Fiduciary services provider fi360 has completed what Chief Executive Blaine Aikin describes as its biggest technology project yet: a system that will make its advisor toolkit available to clients of the nation’s largest custodian, Charles Schwab.

Schwab’s Retirement Business Services unit, which offers trustee and custody services to advisors and recordkeepers who work with small retirement plans, has integrated fi360’s toolkit into its platform.

The system will allow advisors on Schwab’s platform, with a single sign-on, to prepare retirement plan proposals for potential small business clients that sponsor such plans, and to follow up with regular performance reports.
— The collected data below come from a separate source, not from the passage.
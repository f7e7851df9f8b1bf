mod auth;
mod category;
mod config_cmd;
mod dashboard;
mod export;
mod item;
mod menu;
mod restaurant;

pub use auth::AuthCommand;
pub use category::CategoryCommand;
pub use config_cmd::ConfigCommand;
pub use dashboard::DashboardCommand;
pub use export::ExportCommand;
pub use item::ItemCommand;
pub use menu::MenuCommand;
pub use restaurant::RestaurantCommand;

use clap::ValueEnum;
use std::io::{self, Write};

#[derive(Clone, ValueEnum, Default)]
pub enum OutputFormat {
    #[default]
    Text,
    Json,
}

/// A store action failed and its notice has already been printed.
#[derive(Debug)]
pub struct Reported;

impl std::fmt::Display for Reported {
    fn fmt(&self, f: &mut std::fmt::Formatter<'_>) -> std::fmt::Result {
        write!(f, "Request failed")
    }
}

impl std::error::Error for Reported {}

/// Asks a yes/no question on stdout; anything but `y` is a no.
pub(crate) fn confirm(prompt: &str) -> io::Result<bool> {
    print!("{} [y/N] ", prompt);
    io::stdout().flush()?;

    let mut input = String::new();
    io::stdin().read_line(&mut input)?;
    Ok(input.trim().eq_ignore_ascii_case("y"))
}

/// Cuts `value` to `width` characters, marking the cut with `...`.
pub(crate) fn truncate(value: &str, width: usize) -> String {
    if value.chars().count() > width {
        let kept: String = value.chars().take(width.saturating_sub(3)).collect();
        format!("{}...", kept)
    } else {
        value.to_string()
    }
}

#[cfg(test)]
mod tests {
    use super::*;

    #[test]
    fn test_truncate() {
        assert_eq!(truncate("Soup", 30), "Soup");
        assert_eq!(truncate("A very long restaurant name", 10), "A very ...");
        assert_eq!(truncate("Crème brûlée maison", 8), "Crème...");
    }

    #[test]
    fn test_reported_is_detectable_through_box() {
        let error: Box<dyn std::error::Error> = Box::new(Reported);
        assert!(error.is::<Reported>());
    }
}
As part of the deal, fi360 will also offer training for its Accredited Investment Fiduciary designation to clients of the Schwab unit. About 5,500 people in the industry hold the designation now.

Retirement Business Services works with 185 recordkeepers and about 4,000 advisors whose sponsor clients have plans of $30 million in assets or less, Vice President Debbie Pritchard says. A large number of advisors are RIAs that already custody with the firm on Schwab Advisor Services, she says.

Her business handles assets for 9,000 to 10,000 so-called “unbundled” plans— those whose sponsors hire multiple service providers. Pritchard wouldn’t comment on the amount of assets on the platform. The tools and services that Schwab will provide to its clients via fi360 are already a mainstay among service providers to sponsors of much larger retirement plans, she says.

“These services are coming down-market. (Small plan providers) really need the type of fiduciary services that the larger markets have been demanding for many years,” Pritchard says. Schwab hopes the service will also draw more clients; she says her business has targeted growth of 25 to 50 percent in net new assets for next year.

“We really recognize the role that advisors play in the smaller market, and I think it’s increasing,” she says. “What we would have found five years ago is that many of our small plans would have not even had an advisor on their plan. But I don’t see that any longer. I see even the smaller plans asking for advisors.”

The partnership with Schwab completes a challenging integration—the project took 12 to 15 months—that will open doors for fi360, Aikin says.

“It’s the first major integration effort that we’ve done, and certainly our largest technology project to date,” he says. “It established additional capabilities that allow our toolkit to be applied in a very comprehensive way, with ease of access and integration of the investment data from a major provider like Schwab. It opens the opportunity to be able to provide similar services to others as well.”

fi360 developed the system with a staff of about a dozen, and also partnered with outside firms, whom Aiken declined to identify. The toolkit allows both advisors and sponsors to fulfill their range of obligations as investment fiduciaries, he says.

Advisors can model investment portfolios for asset allocation, perform due diligence on the investments, create monitoring reports, and develop the investment policy statement. “It equips the advisor to not only do their own job better in terms of fulfilling their obligations in the agreement with their plan clients, but it also helps the retirement plan sponsors meet their fiduciary duties by providing those sorts of services,” Aikin says.

Other custodians, including Fidelity and TD Ameritrade, are potential clients for the new toolkit, he says. There are more development projects in the pipeline, he adds.

“Obviously we would like to make these available to as many advisors as we can because they serve an important function,” Aikin says.

Bluff Point Associates, a private equity firm, took a majority ownership stake in fi360 last October.